AIM OF THE EXERCISE>
"DroppedClosed" is the word to look for; copy each line of the listing where it occurs.

···

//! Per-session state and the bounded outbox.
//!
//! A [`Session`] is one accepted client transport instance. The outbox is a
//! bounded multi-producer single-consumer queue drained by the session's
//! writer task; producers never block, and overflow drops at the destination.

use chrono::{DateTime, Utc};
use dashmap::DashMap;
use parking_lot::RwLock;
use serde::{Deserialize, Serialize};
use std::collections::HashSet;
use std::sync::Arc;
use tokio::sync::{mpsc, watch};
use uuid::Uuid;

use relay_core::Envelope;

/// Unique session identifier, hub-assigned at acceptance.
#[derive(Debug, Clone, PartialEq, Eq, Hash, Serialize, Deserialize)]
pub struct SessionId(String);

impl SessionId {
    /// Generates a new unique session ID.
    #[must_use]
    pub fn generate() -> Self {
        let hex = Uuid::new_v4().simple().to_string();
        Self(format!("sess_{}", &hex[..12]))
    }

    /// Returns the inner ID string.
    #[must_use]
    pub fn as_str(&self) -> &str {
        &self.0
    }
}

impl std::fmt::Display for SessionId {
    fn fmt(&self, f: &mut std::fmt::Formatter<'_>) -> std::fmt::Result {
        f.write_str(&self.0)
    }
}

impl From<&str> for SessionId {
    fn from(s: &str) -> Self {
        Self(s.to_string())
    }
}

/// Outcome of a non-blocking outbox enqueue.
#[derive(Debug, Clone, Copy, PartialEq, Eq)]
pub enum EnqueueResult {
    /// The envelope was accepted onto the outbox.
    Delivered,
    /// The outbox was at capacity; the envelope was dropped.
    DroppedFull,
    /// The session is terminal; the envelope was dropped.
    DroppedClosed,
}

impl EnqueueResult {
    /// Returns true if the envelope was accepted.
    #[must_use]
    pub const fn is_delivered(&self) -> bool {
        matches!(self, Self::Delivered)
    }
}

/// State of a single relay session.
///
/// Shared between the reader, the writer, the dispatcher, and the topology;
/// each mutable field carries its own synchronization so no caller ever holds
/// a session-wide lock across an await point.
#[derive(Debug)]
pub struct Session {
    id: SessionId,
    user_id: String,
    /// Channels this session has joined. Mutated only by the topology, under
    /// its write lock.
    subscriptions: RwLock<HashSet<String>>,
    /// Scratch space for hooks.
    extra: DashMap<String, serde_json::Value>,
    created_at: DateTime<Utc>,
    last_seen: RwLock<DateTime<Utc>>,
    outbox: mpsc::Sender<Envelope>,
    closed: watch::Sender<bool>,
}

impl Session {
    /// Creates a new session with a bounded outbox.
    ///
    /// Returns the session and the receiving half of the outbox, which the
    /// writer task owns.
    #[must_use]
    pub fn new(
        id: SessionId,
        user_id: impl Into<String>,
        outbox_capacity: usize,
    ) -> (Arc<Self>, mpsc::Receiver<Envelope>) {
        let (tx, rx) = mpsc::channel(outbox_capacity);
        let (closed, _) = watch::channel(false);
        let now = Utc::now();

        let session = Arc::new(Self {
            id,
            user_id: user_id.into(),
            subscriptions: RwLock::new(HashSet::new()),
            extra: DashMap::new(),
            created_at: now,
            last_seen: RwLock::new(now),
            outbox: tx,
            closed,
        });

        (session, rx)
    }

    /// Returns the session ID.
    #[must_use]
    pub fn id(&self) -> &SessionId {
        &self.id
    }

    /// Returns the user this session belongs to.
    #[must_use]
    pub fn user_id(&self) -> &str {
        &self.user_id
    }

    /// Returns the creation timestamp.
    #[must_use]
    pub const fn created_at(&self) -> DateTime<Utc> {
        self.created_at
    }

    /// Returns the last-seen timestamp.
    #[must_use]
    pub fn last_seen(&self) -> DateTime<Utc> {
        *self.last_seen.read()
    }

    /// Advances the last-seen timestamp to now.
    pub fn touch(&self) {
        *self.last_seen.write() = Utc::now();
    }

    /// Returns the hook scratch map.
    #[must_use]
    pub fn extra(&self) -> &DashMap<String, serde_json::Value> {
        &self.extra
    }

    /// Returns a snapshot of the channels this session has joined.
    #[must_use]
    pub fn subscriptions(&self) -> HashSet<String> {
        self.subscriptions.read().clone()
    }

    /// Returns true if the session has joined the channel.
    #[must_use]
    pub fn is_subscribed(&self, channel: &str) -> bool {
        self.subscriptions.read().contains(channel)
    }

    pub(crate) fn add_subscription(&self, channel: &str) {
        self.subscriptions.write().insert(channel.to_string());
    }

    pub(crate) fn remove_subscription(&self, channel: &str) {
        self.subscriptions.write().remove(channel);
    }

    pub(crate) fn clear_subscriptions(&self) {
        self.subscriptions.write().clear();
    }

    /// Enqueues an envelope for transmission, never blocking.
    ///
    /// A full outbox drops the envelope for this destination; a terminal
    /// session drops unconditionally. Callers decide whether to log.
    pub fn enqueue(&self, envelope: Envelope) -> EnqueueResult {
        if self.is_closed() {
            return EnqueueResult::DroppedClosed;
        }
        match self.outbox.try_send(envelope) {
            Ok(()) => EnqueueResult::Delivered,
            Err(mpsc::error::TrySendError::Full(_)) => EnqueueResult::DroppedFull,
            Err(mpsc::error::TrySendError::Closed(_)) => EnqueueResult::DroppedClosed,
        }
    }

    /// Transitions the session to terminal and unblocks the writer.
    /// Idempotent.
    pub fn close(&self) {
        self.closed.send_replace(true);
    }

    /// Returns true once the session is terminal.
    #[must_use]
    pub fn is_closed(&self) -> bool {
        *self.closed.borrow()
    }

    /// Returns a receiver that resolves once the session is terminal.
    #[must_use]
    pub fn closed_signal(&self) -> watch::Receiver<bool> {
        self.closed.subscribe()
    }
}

···

EXERCISE RESPONSE>
    DroppedClosed,
            return EnqueueResult::DroppedClosed;
            Err(mpsc::error::TrySendError::Closed(_)) => EnqueueResult::DroppedClosed,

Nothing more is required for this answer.